Ci viene descritta nelle fonti coeve da un testimone oculare, Ammiano Marcellino.

L'imperatore Valente volle muovere personalmente contro i visigoti per risolvere definitivamente il problema delle devastazioni da loro attuate nella regione.

In marcia verso Filippopoli per ricongiungersi con le forze del collega d'occidente Graziano, fu costretto a ripiegare su Adrianopoli dalla tattica dei barbari, tesa a tagliargli i rifornimenti provenienti dalla città. Giunto nei pressi di questa, scavati fossati e innalzate palizzate, lasciò sotto le mura le masserizie, e all'interno il tesoro e i fondi di guerra. Dispose poi che un contingente di armati ne restasse a guardia, mentre egli, con il grosso delle truppe, si sarebbe mosso alla ricerca dei goti.
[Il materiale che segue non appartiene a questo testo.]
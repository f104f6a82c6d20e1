#![allow(dead_code)]

use axum::body::Body;
use axum::http::{Request, StatusCode};
use axum::Router;
use health_declaration_server::app::app;
use health_declaration_server::config::ServerConfig;
use health_declaration_server::migrator::Migrator;
use health_declaration_server::payload::NewDeclaration;
use health_declaration_server::store::DeclarationStore;
use http_body_util::BodyExt;
use sea_orm::{ConnectOptions, Database, DatabaseConnection};
use sea_orm_migration::MigratorTrait;
use tower::ServiceExt;

/// Fresh in-memory SQLite database with the production migrations applied.
///
/// A single pooled connection keeps every query on the same in-memory database.
pub async fn setup_db() -> DatabaseConnection {
    let mut options = ConnectOptions::new("sqlite::memory:");
    options
        .max_connections(1)
        .min_connections(1)
        .sqlx_logging(false);

    let db = Database::connect(options).await.unwrap();
    Migrator::up(&db, None).await.unwrap();
    db
}

pub async fn setup_store() -> DeclarationStore {
    DeclarationStore::new(setup_db().await)
}

pub fn test_config() -> ServerConfig {
    ServerConfig {
        database_url: "sqlite::memory:".to_string(),
        ..ServerConfig::default()
    }
}

pub async fn build_test_app() -> (Router, DeclarationStore) {
    let store = setup_store().await;
    (app(store.clone(), test_config(), None), store)
}

pub fn declaration(name: &str) -> NewDeclaration {
    NewDeclaration {
        name: name.to_string(),
        temperature: 36.5,
        has_symptoms: false,
        symptoms: None,
        has_contact: false,
        contact_details: None,
    }
}

pub fn json_request(method: &str, uri: &str, body: serde_json::Value) -> Request<Body> {
    Request::builder()
        .method(method)
        .uri(uri)
        .header("content-type", "application/json")
        .body(Body::from(body.to_string()))
        .unwrap()
}

pub fn empty_request(method: &str, uri: &str) -> Request<Body> {
    Request::builder()
        .method(method)
        .uri(uri)
        .body(Body::empty())
        .unwrap()
}

/// Sends a request and returns the status with the parsed JSON body
/// (`Value::Null` for empty bodies).
pub async fn send(app: &Router, request: Request<Body>) -> (StatusCode, serde_json::Value) {
    let response = app.clone().oneshot(request).await.unwrap();
    let status = response.status();
    let bytes = response.into_body().collect().await.unwrap().to_bytes();
    let json = if bytes.is_empty() {
        serde_json::Value::Null
    } else {
        serde_json::from_slice(&bytes).unwrap()
    };
    (status, json)
}
use std::sync::Arc;

use axum::{
    http::{HeaderValue, Method, Request},
    routing::get,
    Extension, Router,
};
use tower_http::{cors::CorsLayer, trace::TraceLayer};

use crate::api::{self, ApiContext};
use crate::config::ServerConfig;
use crate::store::DeclarationStore;

pub type PrometheusPair = (
    axum_prometheus::PrometheusMetricLayer<'static>,
    metrics_exporter_prometheus::PrometheusHandle,
);

/// Builds the HTTP application. `prometheus` mounts `/metrics` when present.
pub fn app(
    store: DeclarationStore,
    config: ServerConfig,
    prometheus: Option<PrometheusPair>,
) -> Router {
    let prefix = config.route_prefix();
    let cors = cors_layer(&config.cors_origin);
    let ctx = Arc::new(ApiContext::new(config));

    let routes = Router::new()
        .route("/", get(api::health::root))
        .route("/health", get(api::health::health_check))
        .route(
            "/health-declarations",
            get(api::health_declarations::list_declarations)
                .post(api::health_declarations::create_declaration),
        )
        .route(
            "/health-declarations/stats",
            get(api::health_declarations::declaration_stats),
        )
        .route(
            "/health-declarations/:id",
            get(api::health_declarations::get_declaration)
                .patch(api::health_declarations::update_declaration)
                .delete(api::health_declarations::delete_declaration),
        );

    let router = if prefix.is_empty() {
        routes
    } else {
        Router::new().nest(&prefix, routes)
    };

    let router = router
        .layer(Extension(store))
        .layer(Extension(ctx))
        .layer(
            TraceLayer::new_for_http()
                .make_span_with(|request: &Request<axum::body::Body>| {
                    let matched_path = request
                        .extensions()
                        .get::<axum::extract::MatchedPath>()
                        .map(|matched| matched.as_str());

                    // "METHOD /path", e.g. "PATCH /api/health-declarations/:id"
                    let span_name = match matched_path {
                        Some(path) => format!("{} {}", request.method(), path),
                        None => format!("{} {}", request.method(), request.uri().path()),
                    };

                    let user_ip = api::forwarded_ip(request.headers())
                        .map(|ip| ip.to_string())
                        .unwrap_or_else(|| "unknown".to_string());

                    tracing::info_span!(
                        "request",
                        "otel.name" = span_name,
                        user_ip = %user_ip,
                        method = ?request.method(),
                        uri = ?request.uri(),
                        // Filled in by the handlers
                        table = tracing::field::Empty,
                        action = tracing::field::Empty,
                        declaration_id = tracing::field::Empty,
                        business_event = tracing::field::Empty,
                        error = tracing::field::Empty,
                        status = tracing::field::Empty,
                        latency = tracing::field::Empty,
                    )
                })
                .on_request(|_request: &Request<axum::body::Body>, _span: &tracing::Span| {})
                .on_response(
                    |response: &axum::http::Response<_>,
                     latency: std::time::Duration,
                     span: &tracing::Span| {
                        span.record("status", tracing::field::display(response.status()));
                        span.record("latency", tracing::field::debug(latency));
                        tracing::info!("request completed");
                    },
                ),
        )
        .layer(cors);

    match prometheus {
        Some((layer, handle)) => router
            .route("/metrics", get(move || async move { handle.render() }))
            .layer(layer),
        None => router,
    }
}

fn cors_layer(origin: &str) -> CorsLayer {
    let layer = CorsLayer::new()
        .allow_methods([
            Method::GET,
            Method::HEAD,
            Method::POST,
            Method::PUT,
            Method::PATCH,
            Method::DELETE,
        ])
        .allow_headers([axum::http::header::CONTENT_TYPE])
        .allow_credentials(true);

    match origin.parse::<HeaderValue>() {
        Ok(origin) => layer.allow_origin(origin),
        Err(_) => {
            tracing::warn!("Ignoring invalid CORS origin {:?}", origin);
            layer
        }
    }
}
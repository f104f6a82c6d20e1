use axum::http::StatusCode;
use axum::response::{IntoResponse, Response};
use axum::Json;
use sea_orm::DbErr;
use serde_json::json;

/// A field or cross-field constraint the client input violates.
#[derive(Debug, Clone, PartialEq, Eq, thiserror::Error)]
#[error("{message}")]
pub struct ValidationError {
    pub field: &'static str,
    pub message: String,
}

impl ValidationError {
    pub fn new(field: &'static str, message: impl Into<String>) -> Self {
        Self {
            field,
            message: message.into(),
        }
    }
}

/// Errors surfaced by the declaration store and the HTTP handlers.
///
/// Domain errors (`Validation`, `NotFound`) carry client-facing messages.
/// `Storage` keeps the underlying database error for the server log only.
#[derive(Debug, thiserror::Error)]
pub enum AppError {
    #[error(transparent)]
    Validation(#[from] ValidationError),

    #[error("Health declaration with ID {0} not found")]
    NotFound(String),

    #[error("{context}: {source}")]
    Storage {
        context: &'static str,
        #[source]
        source: DbErr,
    },

    /// Request could not be decoded (malformed body, bad query string).
    #[error("{0}")]
    BadRequest(String),
}

pub type AppResult<T> = Result<T, AppError>;

impl AppError {
    /// Wraps a database failure, logging the underlying error.
    pub fn storage(context: &'static str) -> impl FnOnce(DbErr) -> AppError {
        move |source| {
            tracing::error!(error = %source, "{}", context);
            AppError::Storage { context, source }
        }
    }

    pub fn status_code(&self) -> StatusCode {
        match self {
            AppError::Validation(_) | AppError::BadRequest(_) => StatusCode::BAD_REQUEST,
            AppError::NotFound(_) => StatusCode::NOT_FOUND,
            AppError::Storage { .. } => StatusCode::INTERNAL_SERVER_ERROR,
        }
    }
}

impl IntoResponse for AppError {
    fn into_response(self) -> Response {
        let status = self.status_code();

        let body = match &self {
            AppError::Validation(err) => {
                metrics::counter!("health_declarations_validation_failures_total", "field" => err.field)
                    .increment(1);
                tracing::Span::current().record("error", tracing::field::display(err));
                json!({
                    "statusCode": status.as_u16(),
                    "error": "Bad Request",
                    "message": err.message,
                    "field": err.field,
                })
            }
            AppError::BadRequest(msg) => json!({
                "statusCode": status.as_u16(),
                "error": "Bad Request",
                "message": msg,
            }),
            AppError::NotFound(_) => json!({
                "statusCode": status.as_u16(),
                "error": "Not Found",
                "message": self.to_string(),
            }),
            // Already logged with full detail in `AppError::storage`.
            AppError::Storage { context, source } => {
                tracing::Span::current().record("error", tracing::field::display(source));
                json!({
                    "statusCode": status.as_u16(),
                    "error": "Internal Server Error",
                    "message": context,
                })
            }
        };

        (status, Json(body)).into_response()
    }
}
use health_declaration_server::{
    app::app, config::ServerConfig, metrics, migrator, store::DeclarationStore,
};
use sea_orm::Database;
use sea_orm_migration::MigratorTrait;

#[tokio::main]
async fn main() -> Result<(), Box<dyn std::error::Error>> {
    // Load .env if present (dotenvy)
    dotenvy::dotenv().ok();

    health_declaration_server::telemetry::init_telemetry("health-declaration-api");

    let config = ServerConfig::from_env()?;

    let prometheus = axum_prometheus::PrometheusMetricLayer::pair();

    let db = Database::connect(&config.database_url).await?;
    migrator::Migrator::up(&db, None).await?;

    let store = DeclarationStore::new(db);
    metrics::init_metrics(&store).await;

    let addr = config.socket_addr();
    let prefix = config.route_prefix();
    let app = app(store, config, Some(prometheus));

    let listener = tokio::net::TcpListener::bind(addr).await?;
    tracing::info!("listening on {} (routes under {}/)", addr, prefix);
    axum::serve(
        listener,
        app.into_make_service_with_connect_info::<std::net::SocketAddr>(),
    )
    .with_graceful_shutdown(shutdown_signal())
    .await?;

    Ok(())
}

async fn shutdown_signal() {
    match tokio::signal::ctrl_c().await {
        Ok(()) => tracing::info!("Shutting down server"),
        Err(err) => tracing::error!("Unable to listen for shutdown signal: {}", err),
    }
}
use health_declaration_server::{migrator, seed};
use sea_orm::Database;
use sea_orm_migration::MigratorTrait;

#[tokio::main]
async fn main() -> Result<(), Box<dyn std::error::Error>> {
    dotenvy::dotenv().ok();

    health_declaration_server::telemetry::init_telemetry("health-declaration-seed");

    let database_url = std::env::var("DATABASE_URL").map_err(|_| "DATABASE_URL must be set")?;
    let db = Database::connect(&database_url).await?;
    migrator::Migrator::up(&db, None).await?;

    let inserted = seed::run(&db).await?;
    tracing::info!("Seeding finished, {} rows inserted", inserted);

    Ok(())
}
All'alba del 9 agosto 378 di mise in marcia. Giunse a scorgere i carri dei nemici verso le due del pomeriggio, con truppe stanche e assetate.

Non ostante il generale Ricimero gli avesse recato una lettera da parte di Graziano, nella quale insisteva affinchè attendesse i rinforzi, convocò un consiglio di guerra, nel quale prevalse il parere di ingaggiar battaglia. Ammiano Marcellino attribusce la sua decisione al peso che ebbero le adulazioni dei cortigiani, al fatto che avrebbe potuto alla fine ascrivere a sè soltanto il merito della vittoria. Certamente determinante fu comunque l'errata valutazione che i suoi esplotatori fecero circa la consistenza numerica delle forze nemiche, stimandole in 10.000 uomini (mentre probabilmente erano tre volte tanti).

Ancora indeciso sulla condotta operativa che avrebbe tenuto, mentre già si accendevano spontanee le prime scaramucce, Valente stava al momento trattando con un ambasceria che Fritigerno gli aveva inviato (più che altro per temporeggiare), quando, del tutto inaspettatamente, piombò sugli imperiali la cavalleria gota e alana di Alateo e Safrax, proprio allora sopraggiunta ad infoltire le schiere dei barbari.

Nell'infuriare della mischia che seguì, l'ala sinistra della fanteria romana pure riuscì a raggiungere i carriaggi dei Goti (disposti in cerchio, secondo il loro costume, a costituire il quartier generale, nucleo operativo della battaglia), la cui conquista avrebbe potuto una segnare una svolta decisiva per l'esito dello scontro, ma, non essendo sostenuta dalla propria cavalleria, fu ben presto sopraffatta.

Una ritirata con ordine da parte dei romani non fu possibile, a causa degli stretti sentieri della zona: fu piuttosto una fuga precipitosa e disordinata, nella polvere sollevata e nella calura estiva, per piste intasate da uomini in armi, e, ormai, da soldati uccisi o feriti, con rabbiose (ma sporadiche, isolate e non coordinate) azioni di contrattacco verso i barbari incalzanti. Manipoli dei quali, dalle alture circostanti, coadiuvavano l'azione bersagliando con dardi e giavellotti.

Lo stesso imperatore, perso il controllo dell'azione e della propria persona, vagava ferito per il campo di battaglia. Venne raccolto da alcuni della sua guardia e accompagnato ad un casolare nelle vicinanze. Lì si diresse un gruppo di goti in cerca di bottino, i quali, volendo andare per le spicce, per liberarsi degli occupanti, appiccarono il fuoco. Valente morì tra le fiamme. Venuti a conoscenza dell'accaduto da un superstite, i barbari ebbero molto di che rammaricarsi per aver perso un' occasione d' ottenere un cospicuo riscatto da parte di Costantinopoli.